Go through the entries below and copy every line that holds the word "twitter".
--- EXERCISE MATERIALS Enclosed Below ---
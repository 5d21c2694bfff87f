// Command-line interface for md2x
//
// Converts a Markdown document into plain text for posting on a character-limited
// social platform, either as one article or as a thread of bounded segments.
// All conversion logic lives in md2x-engine; this binary only reads input, layers
// configuration and writes output.
//
// Usage:
//  md2x <input> [--mode article|thread] [-o <file> | --write]   - Convert a file
//  md2x --text "<markdown>" [options]                           - Convert an inline argument
//  cat post.md | md2x [options]                                 - Convert stdin
//
// Configuration:
//
// Settings are layered: embedded defaults, then ./md2x.toml if present, then the
// file given with --config, then command-line flags.

use clap::{Arg, ArgAction, ArgMatches, Command, ValueHint};
use md2x_cli::output;
use md2x_config::{Loader, Md2xConfig, PROJECT_CONFIG_FILE};
use md2x_engine::{convert, ConvertOptions};
use std::fs;
use std::io;
use std::path::{Path, PathBuf};
use tracing::debug;
use tracing_subscriber::layer::SubscriberExt;
use tracing_subscriber::util::SubscriberInitExt;
use tracing_subscriber::EnvFilter;

const MODES: &[&str] = &["article", "thread"];
const CODE_STYLES: &[&str] = &["inline", "blockquote", "plain"];
const THREAD_OUTPUTS: &[&str] = &["json", "numbered"];

fn build_cli() -> Command {
    Command::new("md2x")
        .version(env!("CARGO_PKG_VERSION"))
        .about("Convert Markdown into plain text for social posts and threads")
        .long_about(
            "md2x strips or substitutes Markdown syntax (headings, emphasis, lists,\n\
            links, code) with plain-text equivalents suitable for a character-limited\n\
            social platform.\n\n\
            Modes:\n  \
            - article: one converted document (default)\n  \
            - thread:  an ordered list of segments of at most --max-length characters\n\n\
            Input is read from INPUT, from --text, or from stdin when neither is given\n\
            (or INPUT is '-'). Output goes to stdout unless -o or --write is used.\n\n\
            Examples:\n  \
            md2x post.md                          # Article to stdout\n  \
            md2x post.md --write                  # Writes post-twitter.md\n  \
            md2x post.md --mode thread            # Thread as a JSON array\n  \
            md2x post.md --mode thread --thread-output numbered -o thread.txt\n  \
            md2x --text '**hi** [me](https://x.dev)' --strip-links",
        )
        .arg(
            Arg::new("input")
                .help("Markdown file to convert ('-' for stdin)")
                .index(1)
                .conflicts_with("text")
                .value_hint(ValueHint::FilePath),
        )
        .arg(
            Arg::new("text")
                .long("text")
                .short('t')
                .value_name("MARKDOWN")
                .help("Convert this Markdown text instead of reading a file"),
        )
        .arg(
            Arg::new("output")
                .long("output")
                .short('o')
                .value_name("PATH")
                .help("Output file path (defaults to stdout)")
                .value_hint(ValueHint::FilePath),
        )
        .arg(
            Arg::new("write")
                .long("write")
                .short('w')
                .help("Write next to the input file (<stem>-twitter.md, <stem>-thread.json)")
                .action(ArgAction::SetTrue)
                .requires("input")
                .conflicts_with("output"),
        )
        .arg(
            Arg::new("mode")
                .long("mode")
                .short('m')
                .help("Output mode")
                .value_parser(clap::builder::PossibleValuesParser::new(MODES)),
        )
        .arg(
            Arg::new("keep-links")
                .long("keep-links")
                .help("Keep link targets after link text")
                .action(ArgAction::SetTrue)
                .conflicts_with("strip-links"),
        )
        .arg(
            Arg::new("strip-links")
                .long("strip-links")
                .help("Drop link targets, keeping only link text")
                .action(ArgAction::SetTrue),
        )
        .arg(
            Arg::new("code-style")
                .long("code-style")
                .help("How code blocks and inline code are rendered")
                .value_parser(clap::builder::PossibleValuesParser::new(CODE_STYLES)),
        )
        .arg(
            Arg::new("max-length")
                .long("max-length")
                .value_name("CHARS")
                .help("Maximum characters per thread segment")
                .value_parser(clap::value_parser!(i64).range(1..)),
        )
        .arg(
            Arg::new("thread-output")
                .long("thread-output")
                .help("Serialization of thread segments")
                .value_parser(clap::builder::PossibleValuesParser::new(THREAD_OUTPUTS)),
        )
        .arg(
            Arg::new("config")
                .long("config")
                .value_name("PATH")
                .help("Path to an md2x.toml configuration file")
                .value_hint(ValueHint::FilePath),
        )
        .arg(
            Arg::new("log-level")
                .long("log-level")
                .value_name("LEVEL")
                .help("Log level when RUST_LOG is not set (error, warn, info, debug, trace)")
                .default_value("warn"),
        )
}

fn main() {
    let matches = build_cli().get_matches();

    let level = matches
        .get_one::<String>("log-level")
        .map(String::as_str)
        .unwrap_or("warn");
    setup_logging(level);

    let config = load_cli_config(&matches).unwrap_or_else(|err| {
        eprintln!("Error: failed to load configuration: {err}");
        std::process::exit(1);
    });

    let options = ConvertOptions::from(&config);
    if let Err(err) = options.validate() {
        eprintln!("Error: {err}");
        std::process::exit(1);
    }

    let input = matches.get_one::<String>("input").map(String::as_str);
    let source = read_source(input, matches.get_one::<String>("text")).unwrap_or_else(|err| {
        eprintln!("Error: cannot read input: {err}");
        std::process::exit(1);
    });
    debug!(chars = source.chars().count(), mode = %options.mode, "converting");

    let converted = convert(&source, &options);
    let rendered = output::render(&converted, config.thread.output).unwrap_or_else(|err| {
        eprintln!("Error: cannot serialize output: {err}");
        std::process::exit(1);
    });

    let destination = if matches.get_flag("write") {
        match input {
            Some(path) if path != "-" => Some(output::default_output_path(
                Path::new(path),
                &converted,
                config.thread.output,
            )),
            _ => {
                eprintln!("Error: --write needs an input file to name the output after");
                std::process::exit(1);
            }
        }
    } else {
        matches.get_one::<String>("output").map(PathBuf::from)
    };

    match destination {
        Some(path) => {
            fs::write(&path, rendered).unwrap_or_else(|e| {
                eprintln!("Error: cannot write '{}': {e}", path.display());
                std::process::exit(1);
            });
            eprintln!("Output written to: {}", path.display());
        }
        None => print!("{rendered}"),
    }
}

fn setup_logging(level: &str) {
    let filter = EnvFilter::try_from_default_env().unwrap_or_else(|_| EnvFilter::new(level));
    tracing_subscriber::registry()
        .with(filter)
        .with(tracing_subscriber::fmt::layer().with_writer(io::stderr))
        .init();
}

/// Layer project and explicit config files, then command-line flags.
fn load_cli_config(matches: &ArgMatches) -> Result<Md2xConfig, md2x_config::ConfigError> {
    let mut loader = Loader::new().with_optional_file(PROJECT_CONFIG_FILE);
    if let Some(path) = matches.get_one::<String>("config") {
        loader = loader.with_file(path);
    }

    if let Some(mode) = matches.get_one::<String>("mode") {
        loader = loader.set_override("convert.mode", mode.as_str())?;
    }
    if matches.get_flag("keep-links") {
        loader = loader.set_override("convert.keep_links", true)?;
    }
    if matches.get_flag("strip-links") {
        loader = loader.set_override("convert.keep_links", false)?;
    }
    if let Some(style) = matches.get_one::<String>("code-style") {
        loader = loader.set_override("convert.code_style", style.as_str())?;
    }
    if let Some(max_length) = matches.get_one::<i64>("max-length") {
        loader = loader.set_override("thread.max_length", *max_length)?;
    }
    if let Some(thread_output) = matches.get_one::<String>("thread-output") {
        loader = loader.set_override("thread.output", thread_output.as_str())?;
    }

    loader.build()
}

/// Read the document from `--text`, a file, or stdin (no input or `-`).
fn read_source(input: Option<&str>, text: Option<&String>) -> io::Result<String> {
    if let Some(text) = text {
        return Ok(text.clone());
    }
    match input {
        Some(path) if path != "-" => fs::read_to_string(path).map_err(|e| {
            io::Error::new(e.kind(), format!("'{path}': {e}"))
        }),
        _ => io::read_to_string(io::stdin()),
    }
}

#[cfg(test)]
mod tests {
    use super::*;
    use md2x_config::ThreadOutput;
    use md2x_engine::{CodeStyle, Mode};

    fn matches_for(args: &[&str]) -> ArgMatches {
        let mut argv = vec!["md2x"];
        argv.extend_from_slice(args);
        build_cli().try_get_matches_from(argv).expect("args to parse")
    }

    #[test]
    fn flags_override_defaults() {
        let matches = matches_for(&[
            "post.md",
            "--mode",
            "thread",
            "--strip-links",
            "--code-style",
            "plain",
            "--max-length",
            "140",
            "--thread-output",
            "numbered",
        ]);
        let config = load_cli_config(&matches).expect("config");
        assert_eq!(config.convert.mode, Mode::Thread);
        assert!(!config.convert.keep_links);
        assert_eq!(config.convert.code_style, CodeStyle::Plain);
        assert_eq!(config.thread.max_length, 140);
        assert_eq!(config.thread.output, ThreadOutput::Numbered);
    }

    #[test]
    fn defaults_without_flags() {
        let matches = matches_for(&["post.md"]);
        let config = load_cli_config(&matches).expect("config");
        assert_eq!(config.convert.mode, Mode::Article);
        assert!(config.convert.keep_links);
        assert_eq!(config.thread.max_length, 280);
    }

    #[test]
    fn rejects_unknown_mode() {
        let result = build_cli().try_get_matches_from(["md2x", "--mode", "essay"]);
        assert!(result.is_err());
    }

    #[test]
    fn rejects_zero_max_length() {
        let result = build_cli().try_get_matches_from(["md2x", "--max-length", "0"]);
        assert!(result.is_err());
    }

    #[test]
    fn write_requires_input() {
        let result = build_cli().try_get_matches_from(["md2x", "--text", "hi", "--write"]);
        assert!(result.is_err());
    }

    #[test]
    fn link_flags_conflict() {
        let result =
            build_cli().try_get_matches_from(["md2x", "post.md", "--keep-links", "--strip-links"]);
        assert!(result.is_err());
    }

    #[test]
    fn inline_text_wins_over_stdin() {
        let text = "# hi".to_string();
        assert_eq!(read_source(None, Some(&text)).unwrap(), "# hi");
    }

    #[test]
    fn missing_file_reports_path() {
        let err = read_source(Some("/nonexistent/post.md"), None).unwrap_err();
        assert!(err.to_string().contains("/nonexistent/post.md"));
    }
}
--- End of Enclosed EXERCISE MATERIALS ---
* SOLUTION TO THIS PROBLEM:
            md2x post.md --write                  # Writes post-twitter.md\n  \
                .help("Write next to the input file (<stem>-twitter.md, <stem>-thread.json)")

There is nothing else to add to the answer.